Aside from the testimony of the appellee Cochran, there is preponderating evidence that the Gordons recognized that they were indebted to the Cochrans for the amount awarded them by the court. The record discloses that subsequent to the notice of withdrawal, various propositions were made by the Gordons to induce the Cochrans to repurchase a portion of the land in settlement of the indebtedness. It was the province of the trial court to resolve the conflict. We deem the evidence substantial; consequently the findings are conclusive on appeal. Peugh v. Clegg, 68 N.M. 355, 362 P.2d 510; Hyde v. Anderson, 68 N.M. 50, 358 P.2d 619.

Under point 2, appellants argue that they were entitled to judgment as a matter of law, due to appellees’ abandonment of the contract; that such abandonment worked a forfeiture of all amounts paid.
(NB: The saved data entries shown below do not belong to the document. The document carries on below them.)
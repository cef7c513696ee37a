//! Lightweight input validation helpers. Keep logic minimal and deterministic.

use crate::model::{AppointmentPatch, NewAppointment, Testimonial};
use crate::{CoreError, FieldError};

/// Bookable slot start times, identical at every branch.
pub const TIME_SLOTS: [&str; 18] = [
    "09:00", "09:30", "10:00", "10:30", "11:00", "11:30", "14:00", "14:30", "15:00", "15:30",
    "16:00", "16:30", "17:00", "17:30", "18:00", "18:30", "19:00", "19:30",
];

/// Minimum password length accepted by the login form.
pub const MIN_PASSWORD_LEN: usize = 6;

/// Loose email shape check: some whitespace-free run of the input reads
/// `x@y.z`, each part at least one character. The match is unanchored, so
/// surrounding text and trailing dots are tolerated.
pub fn is_email_shaped(s: &str) -> bool {
    s.split_whitespace().any(|run| {
        let bytes = run.as_bytes();
        let Some(at) = bytes.iter().skip(1).position(|&b| b == b'@') else {
            return false;
        };
        let at = at + 1;
        bytes.len() >= at + 3 && bytes[at + 2..bytes.len() - 1].contains(&b'.')
    })
}

/// Collects field errors and turns them into a single `CoreError::Invalid`.
#[derive(Default)]
struct Errors(Vec<FieldError>);

impl Errors {
    fn push(&mut self, field: &'static str, message: &str) {
        self.0.push(FieldError {
            field,
            message: message.to_string(),
        });
    }

    fn require(&mut self, field: &'static str, value: &str) -> bool {
        if value.trim().is_empty() {
            self.push(field, "is required");
            return false;
        }
        true
    }

    fn email(&mut self, field: &'static str, value: &str) {
        if self.require(field, value) && !is_email_shaped(value.trim()) {
            self.push(field, "must be a valid email address");
        }
    }

    fn time_slot(&mut self, field: &'static str, value: &str) {
        if self.require(field, value) && !TIME_SLOTS.contains(&value) {
            self.push(field, "is not a bookable time slot");
        }
    }

    fn finish(self) -> Result<(), CoreError> {
        if self.0.is_empty() {
            Ok(())
        } else {
            Err(CoreError::Invalid(self.0))
        }
    }
}

/// Validate the login form before credentials are compared.
pub fn validate_login_form(email: &str, password: &str) -> Result<(), CoreError> {
    let mut errors = Errors::default();
    errors.email("email", email);
    if password.is_empty() {
        errors.push("password", "is required");
    } else if password.chars().count() < MIN_PASSWORD_LEN {
        errors.push("password", "must be at least 6 characters");
    }
    errors.finish()
}

/// Validate booking data for a new appointment.
pub fn validate_new_appointment(input: &NewAppointment) -> Result<(), CoreError> {
    let mut errors = Errors::default();
    errors.require("userName", &input.user_name);
    errors.require("userPhone", &input.user_phone);
    errors.require("serviceId", &input.service_id);
    if input.date.is_none() {
        errors.push("date", "is required");
    }
    errors.time_slot("time", &input.time);
    errors.finish()
}

/// Validate the fields an appointment edit provides; omitted fields keep
/// their stored values.
pub fn validate_appointment_patch(patch: &AppointmentPatch) -> Result<(), CoreError> {
    let mut errors = Errors::default();
    let required = [
        ("userName", &patch.user_name),
        ("userPhone", &patch.user_phone),
        ("serviceId", &patch.service_id),
    ];
    for (field, value) in required {
        if let Some(value) = value {
            errors.require(field, value);
        }
    }
    if let Some(time) = &patch.time {
        errors.time_slot("time", time);
    }
    errors.finish()
}

/// Validate a testimonial before it is stored.
pub fn validate_testimonial(t: &Testimonial) -> Result<(), CoreError> {
    let mut errors = Errors::default();
    errors.require("name", &t.name);
    errors.require("content", &t.content);
    if !(1..=5).contains(&t.rating) {
        errors.push("rating", "must be between 1 and 5");
    }
    errors.finish()
}

/// Validate a message submitted through the public contact form.
pub fn validate_contact_message(name: &str, email: &str, message: &str) -> Result<(), CoreError> {
    let mut errors = Errors::default();
    errors.require("name", name);
    errors.email("email", email);
    errors.require("message", message);
    errors.finish()
}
In other words they contend that the contract became null and void due to Cochran’s having withdrawn therefrom prior to the expiration of the three-year period. This point has no merit; what we have just said disposes of this argument.
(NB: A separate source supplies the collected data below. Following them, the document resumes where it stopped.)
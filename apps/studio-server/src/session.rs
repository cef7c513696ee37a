//! Cookie-backed sessions and the role checks built on them.

use axum::http::{header, HeaderMap, HeaderValue};
use axum::response::{IntoResponse, Redirect, Response};
use domain::auth::SessionUser;
use domain::guard::{authorize, Access, LOGIN_PATH, UNAUTHORIZED_PATH};
use domain::Role;
use http_common::SESSION_COOKIE;
use tracing::debug;

use crate::error::ApiError;

/// The logged-in user carried by the request, if any.
///
/// A cookie that does not decode to a session counts as no session.
pub fn current_user(headers: &HeaderMap) -> Option<SessionUser> {
    let raw = headers
        .get_all(header::COOKIE)
        .iter()
        .filter_map(|v| v.to_str().ok())
        .find_map(|h| http_common::cookie_value(h, SESSION_COOKIE))?;
    let user = http_common::decode_cookie_value(raw);
    if user.is_none() {
        debug!("ignoring malformed session cookie");
    }
    user
}

/// Guard for API routes: 401 without a session, 403 on a role mismatch.
pub fn require(headers: &HeaderMap, required: Option<Role>) -> Result<SessionUser, ApiError> {
    let session = current_user(headers);
    match authorize(session.as_ref(), required) {
        Access::Granted => session.ok_or(ApiError::Unauthorized),
        Access::RedirectToLogin => Err(ApiError::Unauthorized),
        Access::RedirectToUnauthorized => Err(ApiError::Forbidden),
    }
}

/// Guard for browser pages: redirects instead of error bodies.
pub fn require_page(
    headers: &HeaderMap,
    required: Option<Role>,
    path: &str,
) -> Result<SessionUser, Response> {
    let session = current_user(headers);
    match (authorize(session.as_ref(), required), session) {
        (Access::Granted, Some(user)) => Ok(user),
        (Access::RedirectToUnauthorized, _) => {
            Err(Redirect::to(UNAUTHORIZED_PATH).into_response())
        }
        _ => Err(Redirect::to(&http_common::login_redirect(LOGIN_PATH, path)).into_response()),
    }
}

/// `Set-Cookie` header value storing `user`.
pub fn login_cookie(user: &SessionUser, secure: bool) -> Result<HeaderValue, ApiError> {
    let encoded = http_common::encode_cookie_value(user)
        .map_err(|e| ApiError::Internal(format!("encode session: {}", e)))?;
    HeaderValue::from_str(&http_common::session_cookie(&encoded, secure))
        .map_err(|e| ApiError::Internal(format!("session header: {}", e)))
}

/// `Set-Cookie` header value ending the session.
pub fn logout_cookie(secure: bool) -> Result<HeaderValue, ApiError> {
    HeaderValue::from_str(&http_common::clear_session_cookie(secure))
        .map_err(|e| ApiError::Internal(format!("session header: {}", e)))
}
//! Admin panel API. Every handler requires an admin session.

use axum::{
    extract::{Path, State},
    http::{HeaderMap, StatusCode},
    response::IntoResponse,
    Json,
};
use domain::auth::SessionUser;
use domain::dashboard::AdminOverview;
use domain::model::*;
use domain::service::Scope;
use domain::{RecordId, Role};
use tracing::info;

use crate::error::ApiError;
use crate::session::require;
use crate::AppState;

fn admin(headers: &HeaderMap) -> Result<SessionUser, ApiError> {
    require(headers, Some(Role::Admin))
}

/// Path ids that could never have been assigned cannot match a record.
fn record_id(raw: String, kind: &'static str) -> Result<RecordId, ApiError> {
    RecordId::new(raw).map_err(|_| ApiError::NotFound(kind))
}

pub async fn overview(
    State(state): State<AppState>,
    headers: HeaderMap,
) -> Result<Json<AdminOverview>, ApiError> {
    admin(&headers)?;
    state.latency.read().await;
    Ok(Json(state.service.admin_overview()?))
}

// ---- branches ----

pub async fn list_branches(
    State(state): State<AppState>,
    headers: HeaderMap,
) -> Result<Json<Vec<Branch>>, ApiError> {
    admin(&headers)?;
    state.latency.read().await;
    Ok(Json(state.service.branches(Scope::All)?))
}

pub async fn create_branch(
    State(state): State<AppState>,
    headers: HeaderMap,
    Json(body): Json<Branch>,
) -> Result<impl IntoResponse, ApiError> {
    let user = admin(&headers)?;
    state.latency.write().await;
    let created = state.service.create_branch(body)?;
    info!(id = %created.id, by = %user.email, "branch created");
    Ok((StatusCode::CREATED, Json(created)))
}

pub async fn update_branch(
    State(state): State<AppState>,
    headers: HeaderMap,
    Path(id): Path<String>,
    Json(patch): Json<BranchPatch>,
) -> Result<Json<Branch>, ApiError> {
    admin(&headers)?;
    let id = record_id(id, "branch")?;
    state.latency.write().await;
    Ok(Json(state.service.update_branch(&id, patch)?))
}

pub async fn delete_branch(
    State(state): State<AppState>,
    headers: HeaderMap,
    Path(id): Path<String>,
) -> Result<StatusCode, ApiError> {
    let user = admin(&headers)?;
    let id = record_id(id, "branch")?;
    state.latency.write().await;
    state.service.delete_branch(&id)?;
    info!(%id, by = %user.email, "branch deleted");
    Ok(StatusCode::NO_CONTENT)
}

// ---- services ----

pub async fn list_services(
    State(state): State<AppState>,
    headers: HeaderMap,
) -> Result<Json<Vec<ServiceContent>>, ApiError> {
    admin(&headers)?;
    state.latency.read().await;
    Ok(Json(state.service.services(Scope::All)?))
}

pub async fn create_service(
    State(state): State<AppState>,
    headers: HeaderMap,
    Json(body): Json<ServiceContent>,
) -> Result<impl IntoResponse, ApiError> {
    let user = admin(&headers)?;
    state.latency.write().await;
    let created = state.service.create_service(body)?;
    info!(id = %created.id, by = %user.email, "service created");
    Ok((StatusCode::CREATED, Json(created)))
}

pub async fn update_service(
    State(state): State<AppState>,
    headers: HeaderMap,
    Path(id): Path<String>,
    Json(patch): Json<ServicePatch>,
) -> Result<Json<ServiceContent>, ApiError> {
    admin(&headers)?;
    let id = record_id(id, "service")?;
    state.latency.write().await;
    Ok(Json(state.service.update_service(&id, patch)?))
}

pub async fn delete_service(
    State(state): State<AppState>,
    headers: HeaderMap,
    Path(id): Path<String>,
) -> Result<StatusCode, ApiError> {
    let user = admin(&headers)?;
    let id = record_id(id, "service")?;
    state.latency.write().await;
    state.service.delete_service(&id)?;
    info!(%id, by = %user.email, "service deleted");
    Ok(StatusCode::NO_CONTENT)
}

// ---- pricing ----

pub async fn list_pricing(
    State(state): State<AppState>,
    headers: HeaderMap,
) -> Result<Json<Vec<PricingPlan>>, ApiError> {
    admin(&headers)?;
    state.latency.read().await;
    Ok(Json(state.service.pricing_plans(Scope::All)?))
}

pub async fn create_pricing(
    State(state): State<AppState>,
    headers: HeaderMap,
    Json(body): Json<PricingPlan>,
) -> Result<impl IntoResponse, ApiError> {
    let user = admin(&headers)?;
    state.latency.write().await;
    let created = state.service.create_pricing_plan(body)?;
    info!(id = %created.id, by = %user.email, "pricing plan created");
    Ok((StatusCode::CREATED, Json(created)))
}

pub async fn update_pricing(
    State(state): State<AppState>,
    headers: HeaderMap,
    Path(id): Path<String>,
    Json(patch): Json<PricingPlanPatch>,
) -> Result<Json<PricingPlan>, ApiError> {
    admin(&headers)?;
    let id = record_id(id, "pricing plan")?;
    state.latency.write().await;
    Ok(Json(state.service.update_pricing_plan(&id, patch)?))
}

pub async fn delete_pricing(
    State(state): State<AppState>,
    headers: HeaderMap,
    Path(id): Path<String>,
) -> Result<StatusCode, ApiError> {
    let user = admin(&headers)?;
    let id = record_id(id, "pricing plan")?;
    state.latency.write().await;
    state.service.delete_pricing_plan(&id)?;
    info!(%id, by = %user.email, "pricing plan deleted");
    Ok(StatusCode::NO_CONTENT)
}

// ---- testimonials ----

pub async fn list_testimonials(
    State(state): State<AppState>,
    headers: HeaderMap,
) -> Result<Json<Vec<Testimonial>>, ApiError> {
    admin(&headers)?;
    state.latency.read().await;
    Ok(Json(state.service.testimonials(Scope::All)?))
}

pub async fn create_testimonial(
    State(state): State<AppState>,
    headers: HeaderMap,
    Json(body): Json<Testimonial>,
) -> Result<impl IntoResponse, ApiError> {
    let user = admin(&headers)?;
    state.latency.write().await;
    let created = state.service.create_testimonial(body)?;
    info!(id = %created.id, by = %user.email, "testimonial created");
    Ok((StatusCode::CREATED, Json(created)))
}

pub async fn update_testimonial(
    State(state): State<AppState>,
    headers: HeaderMap,
    Path(id): Path<String>,
    Json(patch): Json<TestimonialPatch>,
) -> Result<Json<Testimonial>, ApiError> {
    admin(&headers)?;
    let id = record_id(id, "testimonial")?;
    state.latency.write().await;
    Ok(Json(state.service.update_testimonial(&id, patch)?))
}

pub async fn delete_testimonial(
    State(state): State<AppState>,
    headers: HeaderMap,
    Path(id): Path<String>,
) -> Result<StatusCode, ApiError> {
    let user = admin(&headers)?;
    let id = record_id(id, "testimonial")?;
    state.latency.write().await;
    state.service.delete_testimonial(&id)?;
    info!(%id, by = %user.email, "testimonial deleted");
    Ok(StatusCode::NO_CONTENT)
}

// ---- blog ----

pub async fn list_posts(
    State(state): State<AppState>,
    headers: HeaderMap,
) -> Result<Json<Vec<BlogPost>>, ApiError> {
    admin(&headers)?;
    state.latency.read().await;
    Ok(Json(state.service.all_posts()?))
}

pub async fn create_post(
    State(state): State<AppState>,
    headers: HeaderMap,
    Json(body): Json<BlogPost>,
) -> Result<impl IntoResponse, ApiError> {
    let user = admin(&headers)?;
    state.latency.write().await;
    let created = state.service.create_post(body)?;
    info!(id = %created.id, slug = %created.slug, by = %user.email, "blog post created");
    Ok((StatusCode::CREATED, Json(created)))
}

pub async fn update_post(
    State(state): State<AppState>,
    headers: HeaderMap,
    Path(id): Path<String>,
    Json(patch): Json<BlogPostPatch>,
) -> Result<Json<BlogPost>, ApiError> {
    admin(&headers)?;
    let id = record_id(id, "blog post")?;
    state.latency.write().await;
    Ok(Json(state.service.update_post(&id, patch)?))
}

pub async fn delete_post(
    State(state): State<AppState>,
    headers: HeaderMap,
    Path(id): Path<String>,
) -> Result<StatusCode, ApiError> {
    let user = admin(&headers)?;
    let id = record_id(id, "blog post")?;
    state.latency.write().await;
    state.service.delete_post(&id)?;
    info!(%id, by = %user.email, "blog post deleted");
    Ok(StatusCode::NO_CONTENT)
}

// ---- users ----

pub async fn list_users(
    State(state): State<AppState>,
    headers: HeaderMap,
) -> Result<Json<Vec<UserProfile>>, ApiError> {
    admin(&headers)?;
    state.latency.read().await;
    Ok(Json(state.service.users()?))
}

pub async fn create_user(
    State(state): State<AppState>,
    headers: HeaderMap,
    Json(body): Json<UserProfile>,
) -> Result<impl IntoResponse, ApiError> {
    let user = admin(&headers)?;
    state.latency.write().await;
    let created = state.service.create_user(body)?;
    info!(id = %created.id, by = %user.email, "user created");
    Ok((StatusCode::CREATED, Json(created)))
}

pub async fn update_user(
    State(state): State<AppState>,
    headers: HeaderMap,
    Path(id): Path<String>,
    Json(patch): Json<UserProfilePatch>,
) -> Result<Json<UserProfile>, ApiError> {
    admin(&headers)?;
    let id = record_id(id, "user")?;
    state.latency.write().await;
    Ok(Json(state.service.update_user(&id, patch)?))
}

pub async fn delete_user(
    State(state): State<AppState>,
    headers: HeaderMap,
    Path(id): Path<String>,
) -> Result<StatusCode, ApiError> {
    let user = admin(&headers)?;
    let id = record_id(id, "user")?;
    state.latency.write().await;
    state.service.delete_user(&id)?;
    info!(%id, by = %user.email, "user deleted");
    Ok(StatusCode::NO_CONTENT)
}

// ---- appointments ----

pub async fn list_appointments(
    State(state): State<AppState>,
    headers: HeaderMap,
) -> Result<Json<Vec<Appointment>>, ApiError> {
    admin(&headers)?;
    state.latency.read().await;
    Ok(Json(state.service.appointments()?))
}

pub async fn create_appointment(
    State(state): State<AppState>,
    headers: HeaderMap,
    Json(body): Json<NewAppointment>,
) -> Result<impl IntoResponse, ApiError> {
    let user = admin(&headers)?;
    state.latency.write().await;
    let created = state.service.create_appointment(body)?;
    info!(
        id = %created.id,
        date = %created.date,
        time = %created.time,
        by = %user.email,
        "appointment booked"
    );
    Ok((StatusCode::CREATED, Json(created)))
}

pub async fn update_appointment(
    State(state): State<AppState>,
    headers: HeaderMap,
    Path(id): Path<String>,
    Json(patch): Json<AppointmentPatch>,
) -> Result<Json<Appointment>, ApiError> {
    admin(&headers)?;
    let id = record_id(id, "appointment")?;
    state.latency.write().await;
    Ok(Json(state.service.update_appointment(&id, patch)?))
}

pub async fn cancel_appointment(
    State(state): State<AppState>,
    headers: HeaderMap,
    Path(id): Path<String>,
) -> Result<Json<Appointment>, ApiError> {
    let user = admin(&headers)?;
    let id = record_id(id, "appointment")?;
    state.latency.write().await;
    let cancelled = state.service.cancel_appointment(&id)?;
    info!(%id, by = %user.email, "appointment cancelled");
    Ok(Json(cancelled))
}

// ---- homepage documents ----

pub async fn update_hero(
    State(state): State<AppState>,
    headers: HeaderMap,
    Json(patch): Json<HeroPatch>,
) -> Result<Json<HeroContent>, ApiError> {
    admin(&headers)?;
    state.latency.write().await;
    Ok(Json(state.service.update_hero(patch)?))
}

pub async fn update_about(
    State(state): State<AppState>,
    headers: HeaderMap,
    Json(patch): Json<AboutPatch>,
) -> Result<Json<AboutContent>, ApiError> {
    admin(&headers)?;
    state.latency.write().await;
    Ok(Json(state.service.update_about(patch)?))
}

pub async fn update_contact_info(
    State(state): State<AppState>,
    headers: HeaderMap,
    Json(patch): Json<ContactInfoPatch>,
) -> Result<Json<ContactInfo>, ApiError> {
    admin(&headers)?;
    state.latency.write().await;
    Ok(Json(state.service.update_contact_info(patch)?))
}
Under point 3, it is argued that appellants are entitled to an offset in amount of $5,-325.00, asserted to be one-half of the partnership debts owing at the time of Cochran’s withdrawal. Appellants submitted a finding to this effect and its refusal is the basis for this point. This point is without merit. While it is true the court found that there were partnership losses existing when Cochran withdrew and that he was liable for one-half interest thereof, the court did not find that these losses amounted to $5,-325.00. This can only be determined from an accounting.
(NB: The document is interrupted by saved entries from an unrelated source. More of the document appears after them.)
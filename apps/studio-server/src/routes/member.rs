//! Member dashboard API and the guarded dashboard pages.

use axum::{
    extract::State,
    http::HeaderMap,
    response::{IntoResponse, Response},
    Json,
};
use domain::dashboard::MemberDashboard;
use domain::Role;

use crate::error::ApiError;
use crate::session::{require, require_page};
use crate::AppState;

pub async fn dashboard(
    State(state): State<AppState>,
    headers: HeaderMap,
) -> Result<Json<MemberDashboard>, ApiError> {
    let user = require(&headers, Some(Role::User))?;
    state.latency.read().await;
    Ok(Json(state.service.member_dashboard(&user)?))
}

/// `GET /user-dashboard`
pub async fn user_dashboard_page(State(state): State<AppState>, headers: HeaderMap) -> Response {
    let user = match require_page(&headers, Some(Role::User), "/user-dashboard") {
        Ok(u) => u,
        Err(redirect) => return redirect,
    };
    state.latency.read().await;
    match state.service.member_dashboard(&user) {
        Ok(dash) => Json(dash).into_response(),
        Err(e) => ApiError::from(e).into_response(),
    }
}

/// `GET /admin`
pub async fn admin_page(State(state): State<AppState>, headers: HeaderMap) -> Response {
    if let Err(redirect) = require_page(&headers, Some(Role::Admin), "/admin") {
        return redirect;
    }
    state.latency.read().await;
    match state.service.admin_overview() {
        Ok(overview) => Json(overview).into_response(),
        Err(e) => ApiError::from(e).into_response(),
    }
}
//! Domain library for the ParsFit studio portal.
//!
//! Holds the content and membership types, the storage ports (traits), the
//! in-memory store every process runs on, and the small amount of logic the
//! portal has: the content service, demo-credential login, and the role guard
//! for protected pages. Keep HTTP and other IO concerns out of this crate.

use std::error::Error;
use std::fmt::{Display, Formatter};
use std::time::SystemTime;

use serde::{Deserialize, Serialize};

/// Identifier of a stored record.
///
/// An empty id means "not yet assigned"; the content service replaces it on
/// create.
#[derive(Clone, Debug, Default, PartialEq, Eq, PartialOrd, Ord, Hash, Serialize, Deserialize)]
#[serde(transparent)]
pub struct RecordId(String);

impl RecordId {
    pub fn new<S: Into<String>>(s: S) -> Result<Self, CoreError> {
        let val = s.into();
        if val.is_empty() {
            return Err(CoreError::invalid("id", "must not be empty"));
        }
        if !val
            .chars()
            .all(|c| c.is_ascii_alphanumeric() || c == '-' || c == '_')
        {
            return Err(CoreError::invalid("id", "invalid characters"));
        }
        Ok(Self(val))
    }

    pub fn as_str(&self) -> &str {
        &self.0
    }

    pub fn is_assigned(&self) -> bool {
        !self.0.is_empty()
    }
}

impl Display for RecordId {
    fn fmt(&self, f: &mut Formatter<'_>) -> std::fmt::Result {
        f.write_str(&self.0)
    }
}

/// Role carried by a logged-in session.
#[derive(Clone, Copy, Debug, PartialEq, Eq, Hash, Serialize, Deserialize)]
#[serde(rename_all = "lowercase")]
pub enum Role {
    Admin,
    User,
    Coach,
}

impl Role {
    pub fn as_str(&self) -> &'static str {
        match self {
            Role::Admin => "admin",
            Role::User => "user",
            Role::Coach => "coach",
        }
    }

    /// Whether this role may enter a page that requires `required`.
    /// Admin has access to everything.
    pub fn satisfies(&self, required: Role) -> bool {
        matches!(self, Role::Admin) || *self == required
    }
}

/// A stored entity addressed by id.
pub trait Record: Clone + Send + Sync + 'static {
    /// Human-readable entity name, used in errors and logs.
    const KIND: &'static str;

    fn id(&self) -> &RecordId;
    fn set_id(&mut self, id: RecordId);
}

/// Time source abstraction to make code testable.
pub trait Clock: Send + Sync {
    fn now(&self) -> SystemTime;

    fn today(&self) -> chrono::NaiveDate {
        chrono::DateTime::<chrono::Utc>::from(self.now()).date_naive()
    }
}

/// Source of fresh record ids.
pub trait IdGenerator: Send + Sync {
    fn next_id(&self) -> RecordId;
}

/// Storage port for an ordered collection of records.
///
/// Implementations keep insertion order; there is no versioning, so the last
/// `replace` wins.
pub trait Repository<T: Record>: Send + Sync {
    fn get(&self, id: &RecordId) -> Result<Option<T>, CoreError>;
    fn list(&self) -> Result<Vec<T>, CoreError>;
    /// Append a record. Fails with `AlreadyExists` on a duplicate id.
    fn insert(&self, record: T) -> Result<(), CoreError>;
    /// Overwrite the record with the same id. Fails with `NotFound` if absent.
    fn replace(&self, record: T) -> Result<(), CoreError>;
    /// Remove a record by id. Fails with `NotFound` if absent.
    fn remove(&self, id: &RecordId) -> Result<(), CoreError>;
    fn len(&self) -> Result<usize, CoreError>;

    fn is_empty(&self) -> Result<bool, CoreError> {
        Ok(self.len()? == 0)
    }
}

/// Storage port for a single-valued document (hero copy, contact info...).
pub trait Document<T>: Send + Sync {
    fn load(&self) -> Result<T, CoreError>;
    fn save(&self, value: T) -> Result<(), CoreError>;
}

/// One rejected input field.
#[derive(Clone, Debug, PartialEq, Eq, Serialize)]
pub struct FieldError {
    pub field: &'static str,
    pub message: String,
}

/// Core domain errors (no external error crates to keep deps small).
#[derive(Debug)]
pub enum CoreError {
    Invalid(Vec<FieldError>),
    AlreadyExists,
    NotFound(&'static str),
    Repository(String),
}

impl CoreError {
    pub fn invalid(field: &'static str, message: impl Into<String>) -> Self {
        CoreError::Invalid(vec![FieldError {
            field,
            message: message.into(),
        }])
    }
}

impl Display for CoreError {
    fn fmt(&self, f: &mut Formatter<'_>) -> std::fmt::Result {
        match self {
            CoreError::Invalid(errors) => {
                write!(f, "invalid input")?;
                for (i, e) in errors.iter().enumerate() {
                    let sep = if i == 0 { ": " } else { "; " };
                    write!(f, "{}{} {}", sep, e.field, e.message)?;
                }
                Ok(())
            }
            CoreError::AlreadyExists => write!(f, "resource already exists"),
            CoreError::NotFound(kind) => write!(f, "{} not found", kind),
            CoreError::Repository(msg) => write!(f, "repository error: {}", msg),
        }
    }
}

impl Error for CoreError {}

/// Return a short about/version line for the binary to print.
pub fn about() -> String {
    let pkg = env!("CARGO_PKG_NAME");
    let ver = env!("CARGO_PKG_VERSION");
    format!("{} v{} - ParsFit studio domain", pkg, ver)
}

pub mod adapters;
pub mod auth;
pub mod base62;
pub mod dashboard;
pub mod guard;
pub mod ids;
pub mod model;
pub mod patch;
pub mod seed;
pub mod service;
pub mod slug;
pub mod store;
pub mod validate;

#[cfg(test)]
mod tests {
    use super::*;

    #[test]
    fn record_id_accepts_seed_and_uuid_shapes() {
        assert!(RecordId::new("branch-1").is_ok());
        assert!(RecordId::new("3f1c9a0e4b7d4c2a9e8f6a5b4c3d2e1f").is_ok());
        assert!(RecordId::new("1").is_ok());
    }

    #[test]
    fn record_id_rejects_empty_and_slashes() {
        assert!(matches!(RecordId::new(""), Err(CoreError::Invalid(_))));
        assert!(matches!(RecordId::new("a/b"), Err(CoreError::Invalid(_))));
        assert!(!RecordId::default().is_assigned());
    }

    #[test]
    fn admin_satisfies_every_role() {
        assert!(Role::Admin.satisfies(Role::User));
        assert!(Role::Admin.satisfies(Role::Coach));
        assert!(Role::User.satisfies(Role::User));
        assert!(!Role::User.satisfies(Role::Admin));
        assert!(!Role::Coach.satisfies(Role::User));
    }

    #[test]
    fn invalid_error_lists_fields() {
        let err = CoreError::Invalid(vec![
            FieldError {
                field: "email",
                message: "required".into(),
            },
            FieldError {
                field: "password",
                message: "too short".into(),
            },
        ]);
        assert_eq!(
            err.to_string(),
            "invalid input: email required; password too short"
        );
    }
}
Finally, it is asserted that the court erred in the granting of an equitable lien *353upon the net proceeds from the sale of the property to Miller and Watson. We fail to see any error in the ruling of the court. Equity was sought and the granting of the lien was proper under the circumstances in order to afford full relief. At 92 C.J.S., Vendor & Purchaser, § 556, we find the following statement:

“It is a generally established rule, even in jurisdictions which deny or do not recognize vendor’s liens, that, where a purchaser under a contract for the sale and purchase of real property has become entitled to the recovery of money paid by him under the contract or pursuant to its terms, he has a lien on the land constituting the subject matter of the contract for the amount which he has the right to recover, as security for the repayment thereof. This lien survives a rescission of the contract. The lien attaches when a payment on the purchase price is made, and remains whenever the right to recover the payment exists, whether the right exists by virtue of the express terms of the contract, or solely by reason of the vendor’s default. * * * ”

We now dispose of the question brought up under Rule 17(2), our Rules, whether the court committed error against the appellees. They contend that the court erred in refusing to make findings requested by them with respect to an accounting of the partnership affairs, and ask us to review this alleged error. As we view the decision of the court, he did find appellees were entitled to an accounting and that none had been made, and concluded appellees should have one. This they should have had. Section 66-1-22, 1953 Comp. However, the requirement for an accounting was not carried into the judgment.

The cause will be remanded to the trial court to modify the decree to require an accounting. In all other respects the judgment is affrmed.

It is so ordered.

CHAVEZ, and MOISE, JJ., concur.

CARMODY and NOBLE, JJ., not participating.